Building a data training ecosystem at the organization from scratch

Preply is an online language learning marketplace, and unlocking human potential through learning is ingrained in our company’s DNA. We prioritize our employees’ professional development and firmly believe that continuous learning together can have a profound impact on the entire organization.

One of the ways we put this belief into action is by driving learning initiatives. Adopting new data tools across an entire organization can be a challenge, but it’s one that Preply, like many other companies, faces head-on. We like to see challenges as opportunities in disguise and aim to approach each with determination and innovative solutions.

For that reason, we initiated the Data Academy project, which consists of comprehensive training, interactive workshops, engaging quizzes, and other activities. We aim to educate our colleagues and empower them to make more data-driven decisions through these resources. One of our most significant accomplishments is the Amplitude training, and we are excited to share with you the valuable insights we have gained from it.

Why Amplitude?

Let’s begin with an overview: Amplitude is a product analytics platform that enables businesses to track visitor behavior and conduct collaborative analytics. It allows us to gather data on users’ actions and analyze them through the platform’s robust capabilities. Its primary objectives are to streamline the analysis process, minimize the time spent on ad hoc requests for data analysis, and empower non-data teammates to be more self-sufficient. Moreover, by leveraging Amplitude, we aim to foster a culture of generating more data-backed hypotheses.

We started using Amplitude two years ago. By the middle of 2022, we had accumulated a substantial amount of historical data, and some of our teammates had started utilizing the platform. However, we identified areas for improvement, which prompted us to embark on this educational project.

Preparing and defining the audience

Our initial target audience was the product team. We specifically chose to focus on this team because Amplitude primarily stores front-end events, which provide valuable insights into feature usage and retention, interaction with interface elements, and other product-related aspects.

Our objective was to ensure that all team members could access and utilize data effectively, leading to quicker response times and a decrease in ad-hoc data requests sent to the data team. However, we noticed that not all team members fully embraced the Amplitude tool. To tackle this issue, we launched a research project to discover why.

First, we wanted to understand the pain points experienced by our team members. To do this, we designed a survey and shared it company-wide, with a particular focus on our core audience. The survey consisted of specific questions, such as “What, if anything, has made you reluctant to use Amplitude in the past?” and “What would you like to accomplish with Amplitude?” We aimed to collect qualitative data regarding the barriers and the tasks that needed to be fulfilled.

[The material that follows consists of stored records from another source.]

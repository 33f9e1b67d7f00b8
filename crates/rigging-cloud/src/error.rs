//! Reconciliation error types

use rigging_core::CoreError;
use thiserror::Error;

/// Reconciliation errors
///
/// `Validation` is raised before any provider call. `Provider` and `Timeout`
/// are reported per change inside an apply report; `StateCorruption` is
/// fatal and never repaired automatically.
#[derive(Error, Debug)]
pub enum CloudError {
    #[error("Validation error: {0}")]
    Validation(String),

    #[error("Provider error: {0}")]
    Provider(String),

    #[error("Timeout: {0}")]
    Timeout(String),

    #[error("State file is corrupt: {0}")]
    StateCorruption(String),

    #[error("IO error: {0}")]
    Io(#[from] std::io::Error),

    #[error("JSON error: {0}")]
    Json(#[from] serde_json::Error),
}

impl CloudError {
    pub fn validation(message: impl Into<String>) -> Self {
        CloudError::Validation(message.into())
    }

    pub fn provider(message: impl Into<String>) -> Self {
        CloudError::Provider(message.into())
    }
}

impl From<CoreError> for CloudError {
    fn from(err: CoreError) -> Self {
        CloudError::Validation(err.to_string())
    }
}

pub type Result<T> = std::result::Result<T, CloudError>;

The insights we gathered revealed a strong intention to use the tool, but people felt they lacked expertise. The main obstacles identified were the uncertainty surrounding available data, the lack of hands-on experience, and some mistrust in the accuracy of the collected data.

Next, we looked at solutions. We decided these challenges could be addressed through a targeted training program designed to provide hands-on experience using relevant data for our colleagues’ day-to-day tasks. To ensure comprehensive coverage of the problem, the product and data teams collaborated on three key objectives: tracking, training, and usage. This approach aimed to improve data collection practices and increase overall adoption.

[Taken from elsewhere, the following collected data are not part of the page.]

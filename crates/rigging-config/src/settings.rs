//! Engine settings

use crate::error::{ConfigError, Result};
use rigging_core::{CallPolicy, RetryPolicy};
use serde::{Deserialize, Serialize};
use std::path::{Path, PathBuf};
use std::time::Duration;

/// What apply does after a failed change
#[derive(Debug, Clone, Copy, Default, PartialEq, Eq, Serialize, Deserialize)]
#[serde(rename_all = "snake_case")]
pub enum FailureMode {
    /// Stop starting new changes
    #[default]
    Halt,
    /// Keep running changes that do not depend on the failed one
    Continue,
}

/// Per-call timeout for one kind of collaborator
#[derive(Debug, Clone, PartialEq, Serialize, Deserialize)]
#[serde(default, deny_unknown_fields)]
pub struct TimeoutSettings {
    /// `0` disables the timeout
    pub timeout_secs: u64,
}

impl TimeoutSettings {
    fn secs(timeout_secs: u64) -> Self {
        Self { timeout_secs }
    }

    pub fn timeout(&self) -> Option<Duration> {
        (self.timeout_secs > 0).then(|| Duration::from_secs(self.timeout_secs))
    }
}

#[derive(Debug, Clone, PartialEq, Serialize, Deserialize)]
#[serde(default, deny_unknown_fields)]
pub struct RetrySettings {
    /// Total attempts, including the first
    pub max_attempts: u32,
    pub initial_delay_ms: u64,
    pub max_delay_ms: u64,
    pub multiplier: f64,
    /// Also retry calls that failed, not only those that timed out
    pub retry_errors: bool,
}

impl Default for RetrySettings {
    fn default() -> Self {
        Self {
            max_attempts: 1,
            initial_delay_ms: 1_000,
            max_delay_ms: 30_000,
            multiplier: 2.0,
            retry_errors: false,
        }
    }
}

impl RetrySettings {
    pub fn policy(&self) -> RetryPolicy {
        if self.max_attempts <= 1 {
            return RetryPolicy::none();
        }
        RetryPolicy::backoff(
            self.max_attempts,
            Duration::from_millis(self.initial_delay_ms),
            Duration::from_millis(self.max_delay_ms),
            self.multiplier,
        )
        .with_retry_errors(self.retry_errors)
    }
}

/// Contents of a settings file. Every field has a default.
#[derive(Debug, Clone, PartialEq, Serialize, Deserialize)]
#[serde(default, deny_unknown_fields)]
pub struct Settings {
    /// Where the state snapshot lives
    pub state_path: PathBuf,
    /// Hosts worked on at once by `run`
    pub forks: usize,
    /// Independent changes applied at once by `apply`
    pub parallelism: usize,
    pub failure_policy: FailureMode,
    pub provider: TimeoutSettings,
    pub executor: TimeoutSettings,
    pub retry: RetrySettings,
}

impl Default for Settings {
    fn default() -> Self {
        Self {
            state_path: PathBuf::from(".rigging/state.json"),
            forks: 5,
            parallelism: 1,
            failure_policy: FailureMode::Halt,
            provider: TimeoutSettings::secs(300),
            executor: TimeoutSettings::secs(600),
            retry: RetrySettings::default(),
        }
    }
}

impl Default for TimeoutSettings {
    fn default() -> Self {
        Self::secs(300)
    }
}

impl Settings {
    pub fn from_yaml_str(content: &str) -> Result<Self> {
        // An empty file is a valid, all-defaults document
        if content.trim().is_empty() {
            return Ok(Self::default());
        }
        Ok(serde_yaml::from_str(content)?)
    }

    pub fn load(path: &Path) -> Result<Self> {
        let content = std::fs::read_to_string(path)?;
        let settings = Self::from_yaml_str(&content)?;
        settings.validate().map_err(|message| ConfigError::Invalid {
            path: path.display().to_string(),
            message,
        })?;
        tracing::debug!(path = %path.display(), "Loaded settings");
        Ok(settings)
    }

    pub fn validate(&self) -> std::result::Result<(), String> {
        if self.forks == 0 {
            return Err("forks must be at least 1".to_string());
        }
        if self.parallelism == 0 {
            return Err("parallelism must be at least 1".to_string());
        }
        if self.retry.max_attempts == 0 {
            return Err("retry.max_attempts must be at least 1".to_string());
        }
        if self.retry.multiplier.is_nan() || self.retry.multiplier < 1.0 {
            return Err("retry.multiplier must be at least 1.0".to_string());
        }
        Ok(())
    }

    pub fn provider_policy(&self) -> CallPolicy {
        CallPolicy::new(self.provider.timeout(), self.retry.policy())
    }

    pub fn executor_policy(&self) -> CallPolicy {
        CallPolicy::new(self.executor.timeout(), self.retry.policy())
    }
}

#[cfg(test)]
mod tests {
    use super::*;

    #[test]
    fn test_defaults() {
        let settings = Settings::default();
        assert_eq!(settings.forks, 5);
        assert_eq!(settings.parallelism, 1);
        assert_eq!(settings.state_path, PathBuf::from(".rigging/state.json"));
        assert_eq!(
            settings.provider_policy().timeout,
            Some(Duration::from_secs(300))
        );
        assert_eq!(
            settings.executor_policy().timeout,
            Some(Duration::from_secs(600))
        );
        assert_eq!(settings.provider_policy().retry, RetryPolicy::none());
    }

    #[test]
    fn test_partial_document() {
        let settings = Settings::from_yaml_str(
            r#"
forks: 20
failure_policy: continue
executor:
  timeout_secs: 0
retry:
  max_attempts: 3
  retry_errors: true
"#,
        )
        .unwrap();
        assert_eq!(settings.forks, 20);
        assert_eq!(settings.parallelism, 1);
        assert_eq!(settings.failure_policy, FailureMode::Continue);
        assert_eq!(settings.executor.timeout(), None);

        let retry = settings.retry.policy();
        assert_eq!(retry.max_attempts, 3);
        assert!(retry.retry_errors);
        assert_eq!(retry.initial_delay, Duration::from_secs(1));
    }

    #[test]
    fn test_empty_document() {
        assert_eq!(Settings::from_yaml_str("\n").unwrap(), Settings::default());
    }

    #[test]
    fn test_unknown_key() {
        assert!(Settings::from_yaml_str("fork: 3").is_err());
    }

    #[test]
    fn test_invalid_values() {
        let tmp = tempfile::tempdir().unwrap();
        let path = tmp.path().join("rigging.yaml");
        std::fs::write(&path, "forks: 0").unwrap();
        let err = Settings::load(&path).unwrap_err();
        assert!(err.to_string().contains("forks must be at least 1"));
    }
}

We also initiated the measurement of current tool usage and gathered comprehensive data on our internal activities. Our analysis revealed that a significant number of users primarily engaged in reviewing the charts. However, our objective was to encourage a higher number of users to actively create content rather than just review or share it. This is because we firmly believe that by fostering more content generation, we can set a positive example for other users and inspire them to do the same. Additionally, the act of chart creation ensures that users obtain answers to their queries.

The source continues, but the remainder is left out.